Task directions:
The lines to return are those below that contain the word "mpsc".

Stored items:
>>>

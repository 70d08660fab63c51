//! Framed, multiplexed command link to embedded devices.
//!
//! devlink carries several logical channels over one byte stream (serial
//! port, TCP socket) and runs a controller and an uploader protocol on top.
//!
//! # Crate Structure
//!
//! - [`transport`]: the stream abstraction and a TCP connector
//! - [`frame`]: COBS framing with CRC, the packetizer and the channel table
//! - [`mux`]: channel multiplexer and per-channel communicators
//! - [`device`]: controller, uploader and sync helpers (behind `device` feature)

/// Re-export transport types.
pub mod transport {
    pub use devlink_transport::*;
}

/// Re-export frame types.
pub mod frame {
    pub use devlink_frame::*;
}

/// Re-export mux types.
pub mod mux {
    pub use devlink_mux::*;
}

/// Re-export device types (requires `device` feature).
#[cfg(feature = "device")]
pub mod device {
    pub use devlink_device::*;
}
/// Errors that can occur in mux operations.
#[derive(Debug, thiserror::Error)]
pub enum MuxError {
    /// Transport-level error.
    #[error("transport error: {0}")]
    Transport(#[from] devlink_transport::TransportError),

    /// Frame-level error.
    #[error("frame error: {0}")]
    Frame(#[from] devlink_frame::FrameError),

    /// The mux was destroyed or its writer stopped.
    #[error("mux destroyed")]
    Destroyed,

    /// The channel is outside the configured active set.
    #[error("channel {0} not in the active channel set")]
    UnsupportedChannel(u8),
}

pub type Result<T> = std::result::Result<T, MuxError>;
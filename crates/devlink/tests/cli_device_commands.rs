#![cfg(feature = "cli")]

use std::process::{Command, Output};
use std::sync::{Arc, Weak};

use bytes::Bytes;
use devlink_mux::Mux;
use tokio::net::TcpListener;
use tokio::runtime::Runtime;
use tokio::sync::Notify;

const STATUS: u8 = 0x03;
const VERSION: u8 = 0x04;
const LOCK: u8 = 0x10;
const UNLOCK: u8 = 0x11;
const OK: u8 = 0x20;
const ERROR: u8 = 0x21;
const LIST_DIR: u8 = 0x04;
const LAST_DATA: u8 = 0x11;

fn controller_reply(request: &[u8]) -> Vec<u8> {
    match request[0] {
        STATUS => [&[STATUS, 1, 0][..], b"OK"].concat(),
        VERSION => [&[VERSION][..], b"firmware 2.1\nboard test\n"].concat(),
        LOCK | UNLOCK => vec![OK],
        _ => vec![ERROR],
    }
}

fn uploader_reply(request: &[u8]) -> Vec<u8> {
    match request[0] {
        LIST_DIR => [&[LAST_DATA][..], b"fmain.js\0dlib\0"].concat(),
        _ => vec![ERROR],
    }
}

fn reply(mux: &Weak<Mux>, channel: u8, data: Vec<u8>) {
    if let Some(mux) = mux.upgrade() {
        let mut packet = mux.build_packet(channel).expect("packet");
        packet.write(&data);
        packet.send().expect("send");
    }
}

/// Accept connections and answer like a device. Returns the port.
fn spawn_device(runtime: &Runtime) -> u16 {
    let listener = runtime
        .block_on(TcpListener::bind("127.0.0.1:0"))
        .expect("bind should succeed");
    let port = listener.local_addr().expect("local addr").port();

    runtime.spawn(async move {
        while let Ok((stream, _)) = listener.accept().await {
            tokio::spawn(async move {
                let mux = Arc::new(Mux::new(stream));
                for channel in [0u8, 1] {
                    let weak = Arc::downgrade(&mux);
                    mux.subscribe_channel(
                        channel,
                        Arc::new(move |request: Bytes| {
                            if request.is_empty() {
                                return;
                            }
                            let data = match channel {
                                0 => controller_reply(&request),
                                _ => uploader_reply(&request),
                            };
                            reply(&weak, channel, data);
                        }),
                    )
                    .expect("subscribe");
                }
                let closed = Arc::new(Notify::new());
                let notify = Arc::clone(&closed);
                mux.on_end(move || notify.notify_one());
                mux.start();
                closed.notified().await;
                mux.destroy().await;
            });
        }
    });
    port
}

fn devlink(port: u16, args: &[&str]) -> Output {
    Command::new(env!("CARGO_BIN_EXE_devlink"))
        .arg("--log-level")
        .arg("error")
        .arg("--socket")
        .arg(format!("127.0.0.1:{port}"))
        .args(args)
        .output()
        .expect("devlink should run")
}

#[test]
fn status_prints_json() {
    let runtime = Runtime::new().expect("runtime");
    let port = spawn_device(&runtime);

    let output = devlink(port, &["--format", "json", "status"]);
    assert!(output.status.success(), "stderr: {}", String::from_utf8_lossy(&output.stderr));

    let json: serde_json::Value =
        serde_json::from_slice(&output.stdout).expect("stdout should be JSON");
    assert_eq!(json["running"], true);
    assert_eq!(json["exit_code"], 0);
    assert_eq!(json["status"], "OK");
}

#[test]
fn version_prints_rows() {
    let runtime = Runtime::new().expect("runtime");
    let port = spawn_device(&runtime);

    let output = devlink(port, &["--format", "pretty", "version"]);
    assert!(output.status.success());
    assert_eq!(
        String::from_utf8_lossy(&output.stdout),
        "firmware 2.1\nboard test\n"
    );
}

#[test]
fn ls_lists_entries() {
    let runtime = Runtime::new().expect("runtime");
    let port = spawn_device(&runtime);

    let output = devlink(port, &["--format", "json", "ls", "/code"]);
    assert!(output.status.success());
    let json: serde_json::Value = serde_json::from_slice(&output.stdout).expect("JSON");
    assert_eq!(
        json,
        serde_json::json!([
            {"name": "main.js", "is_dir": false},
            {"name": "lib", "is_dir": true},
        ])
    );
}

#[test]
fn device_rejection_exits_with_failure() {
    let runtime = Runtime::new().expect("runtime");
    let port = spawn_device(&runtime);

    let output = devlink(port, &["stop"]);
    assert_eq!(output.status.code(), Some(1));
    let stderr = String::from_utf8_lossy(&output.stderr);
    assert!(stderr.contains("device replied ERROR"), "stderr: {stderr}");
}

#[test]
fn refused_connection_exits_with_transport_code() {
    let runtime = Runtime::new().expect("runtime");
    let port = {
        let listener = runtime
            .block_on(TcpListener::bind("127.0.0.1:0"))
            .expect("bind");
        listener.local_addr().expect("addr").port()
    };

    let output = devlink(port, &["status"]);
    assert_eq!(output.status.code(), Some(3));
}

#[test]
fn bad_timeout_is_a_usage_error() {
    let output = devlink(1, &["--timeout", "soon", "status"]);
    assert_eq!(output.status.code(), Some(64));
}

<<<
>>>

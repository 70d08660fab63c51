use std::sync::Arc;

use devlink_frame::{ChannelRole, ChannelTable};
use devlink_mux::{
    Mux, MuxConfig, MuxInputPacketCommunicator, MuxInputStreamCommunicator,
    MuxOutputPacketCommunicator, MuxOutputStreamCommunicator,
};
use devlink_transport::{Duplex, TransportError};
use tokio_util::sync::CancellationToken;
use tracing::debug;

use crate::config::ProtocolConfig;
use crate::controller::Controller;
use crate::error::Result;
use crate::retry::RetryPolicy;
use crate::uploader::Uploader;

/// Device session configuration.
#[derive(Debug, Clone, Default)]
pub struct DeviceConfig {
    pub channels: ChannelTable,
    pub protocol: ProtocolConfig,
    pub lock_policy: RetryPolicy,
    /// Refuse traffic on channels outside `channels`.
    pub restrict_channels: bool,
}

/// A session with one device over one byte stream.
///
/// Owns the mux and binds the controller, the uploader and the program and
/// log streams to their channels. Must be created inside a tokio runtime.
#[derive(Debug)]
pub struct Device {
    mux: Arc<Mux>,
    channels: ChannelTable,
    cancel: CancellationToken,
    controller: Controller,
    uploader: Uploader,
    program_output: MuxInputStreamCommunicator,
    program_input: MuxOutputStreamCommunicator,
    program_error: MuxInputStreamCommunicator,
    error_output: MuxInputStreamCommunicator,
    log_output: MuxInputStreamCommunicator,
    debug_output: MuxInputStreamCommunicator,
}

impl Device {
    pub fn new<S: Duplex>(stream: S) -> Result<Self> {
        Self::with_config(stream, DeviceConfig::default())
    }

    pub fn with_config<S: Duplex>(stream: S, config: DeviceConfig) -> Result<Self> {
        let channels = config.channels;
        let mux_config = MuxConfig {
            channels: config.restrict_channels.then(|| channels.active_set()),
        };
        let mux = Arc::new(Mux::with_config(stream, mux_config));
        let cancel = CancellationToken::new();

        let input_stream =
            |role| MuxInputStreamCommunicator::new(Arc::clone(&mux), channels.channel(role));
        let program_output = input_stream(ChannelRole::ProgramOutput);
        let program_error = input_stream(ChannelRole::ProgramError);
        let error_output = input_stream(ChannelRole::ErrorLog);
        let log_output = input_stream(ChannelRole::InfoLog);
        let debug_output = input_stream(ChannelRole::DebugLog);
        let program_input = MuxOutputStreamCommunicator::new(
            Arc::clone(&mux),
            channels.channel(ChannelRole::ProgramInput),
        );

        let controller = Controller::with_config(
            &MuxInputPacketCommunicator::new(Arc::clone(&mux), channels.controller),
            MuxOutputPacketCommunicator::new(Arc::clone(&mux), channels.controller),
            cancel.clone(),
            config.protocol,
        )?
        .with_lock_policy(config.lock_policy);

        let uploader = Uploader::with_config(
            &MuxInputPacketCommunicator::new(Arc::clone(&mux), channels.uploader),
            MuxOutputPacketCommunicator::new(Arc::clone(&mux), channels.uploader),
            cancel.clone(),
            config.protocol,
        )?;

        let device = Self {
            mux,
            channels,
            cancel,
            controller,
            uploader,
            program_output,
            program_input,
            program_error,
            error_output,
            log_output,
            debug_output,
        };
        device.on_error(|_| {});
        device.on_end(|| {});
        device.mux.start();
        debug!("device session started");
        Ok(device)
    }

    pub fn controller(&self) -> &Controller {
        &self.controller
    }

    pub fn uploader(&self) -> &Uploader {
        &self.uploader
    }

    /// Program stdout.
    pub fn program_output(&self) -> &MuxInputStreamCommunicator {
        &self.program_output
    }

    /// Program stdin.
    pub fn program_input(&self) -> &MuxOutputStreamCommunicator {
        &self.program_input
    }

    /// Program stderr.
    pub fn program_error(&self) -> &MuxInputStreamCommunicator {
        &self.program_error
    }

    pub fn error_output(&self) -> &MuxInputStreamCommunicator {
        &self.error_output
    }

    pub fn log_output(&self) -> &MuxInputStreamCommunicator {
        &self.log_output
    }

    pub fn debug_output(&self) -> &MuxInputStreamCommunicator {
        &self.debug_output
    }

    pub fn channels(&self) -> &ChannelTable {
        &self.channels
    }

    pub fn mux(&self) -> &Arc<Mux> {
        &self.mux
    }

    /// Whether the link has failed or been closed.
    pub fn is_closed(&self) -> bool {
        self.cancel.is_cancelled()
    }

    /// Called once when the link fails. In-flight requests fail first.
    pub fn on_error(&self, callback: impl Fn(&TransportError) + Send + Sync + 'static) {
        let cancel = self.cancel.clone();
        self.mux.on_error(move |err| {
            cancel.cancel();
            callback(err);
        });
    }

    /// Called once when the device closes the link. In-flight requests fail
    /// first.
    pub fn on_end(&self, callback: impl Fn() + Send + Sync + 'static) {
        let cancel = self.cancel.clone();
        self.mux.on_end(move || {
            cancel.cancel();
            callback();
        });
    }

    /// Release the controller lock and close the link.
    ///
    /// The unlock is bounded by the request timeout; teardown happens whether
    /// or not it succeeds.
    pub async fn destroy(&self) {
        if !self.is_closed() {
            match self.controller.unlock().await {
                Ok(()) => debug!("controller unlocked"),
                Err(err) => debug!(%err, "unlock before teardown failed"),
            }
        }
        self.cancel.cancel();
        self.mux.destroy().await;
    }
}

<<<
>>>

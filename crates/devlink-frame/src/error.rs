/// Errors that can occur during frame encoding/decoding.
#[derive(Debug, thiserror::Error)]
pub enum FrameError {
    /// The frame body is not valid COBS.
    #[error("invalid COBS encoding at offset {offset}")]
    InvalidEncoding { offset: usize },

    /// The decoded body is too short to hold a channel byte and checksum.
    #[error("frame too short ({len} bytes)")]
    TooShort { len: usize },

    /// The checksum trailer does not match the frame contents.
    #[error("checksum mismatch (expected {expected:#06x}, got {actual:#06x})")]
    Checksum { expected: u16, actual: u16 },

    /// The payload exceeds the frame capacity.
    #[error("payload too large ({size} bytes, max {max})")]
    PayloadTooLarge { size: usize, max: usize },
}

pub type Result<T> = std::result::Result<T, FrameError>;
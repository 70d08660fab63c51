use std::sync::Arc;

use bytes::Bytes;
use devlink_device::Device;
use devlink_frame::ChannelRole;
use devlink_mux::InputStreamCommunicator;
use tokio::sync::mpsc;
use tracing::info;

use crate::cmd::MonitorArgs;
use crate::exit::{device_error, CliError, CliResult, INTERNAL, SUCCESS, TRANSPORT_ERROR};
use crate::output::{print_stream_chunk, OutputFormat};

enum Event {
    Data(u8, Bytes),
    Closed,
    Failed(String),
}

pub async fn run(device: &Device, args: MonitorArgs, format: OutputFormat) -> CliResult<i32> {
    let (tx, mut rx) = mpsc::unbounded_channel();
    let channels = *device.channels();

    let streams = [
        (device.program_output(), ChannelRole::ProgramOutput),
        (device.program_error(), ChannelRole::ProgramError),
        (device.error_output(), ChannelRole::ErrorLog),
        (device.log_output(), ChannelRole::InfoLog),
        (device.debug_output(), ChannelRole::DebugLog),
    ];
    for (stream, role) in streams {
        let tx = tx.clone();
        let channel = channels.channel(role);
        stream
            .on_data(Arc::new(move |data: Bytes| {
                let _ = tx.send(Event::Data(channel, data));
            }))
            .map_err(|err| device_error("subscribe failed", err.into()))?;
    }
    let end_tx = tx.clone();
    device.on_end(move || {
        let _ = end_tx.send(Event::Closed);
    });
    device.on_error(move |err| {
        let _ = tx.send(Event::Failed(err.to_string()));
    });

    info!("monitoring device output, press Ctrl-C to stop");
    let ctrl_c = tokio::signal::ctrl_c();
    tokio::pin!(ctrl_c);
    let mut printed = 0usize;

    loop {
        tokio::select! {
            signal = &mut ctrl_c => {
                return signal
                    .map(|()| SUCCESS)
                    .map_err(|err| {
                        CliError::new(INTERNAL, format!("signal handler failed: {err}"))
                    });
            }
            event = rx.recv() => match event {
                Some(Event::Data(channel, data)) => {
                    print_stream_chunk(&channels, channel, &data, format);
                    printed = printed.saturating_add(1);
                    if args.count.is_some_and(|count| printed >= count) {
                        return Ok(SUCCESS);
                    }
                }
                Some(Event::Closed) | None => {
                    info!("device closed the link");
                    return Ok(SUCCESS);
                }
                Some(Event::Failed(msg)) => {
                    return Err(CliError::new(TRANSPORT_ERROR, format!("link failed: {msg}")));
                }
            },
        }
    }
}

<<<

Task response:
use tokio::sync::mpsc;
    let (tx, mut rx) = mpsc::unbounded_channel();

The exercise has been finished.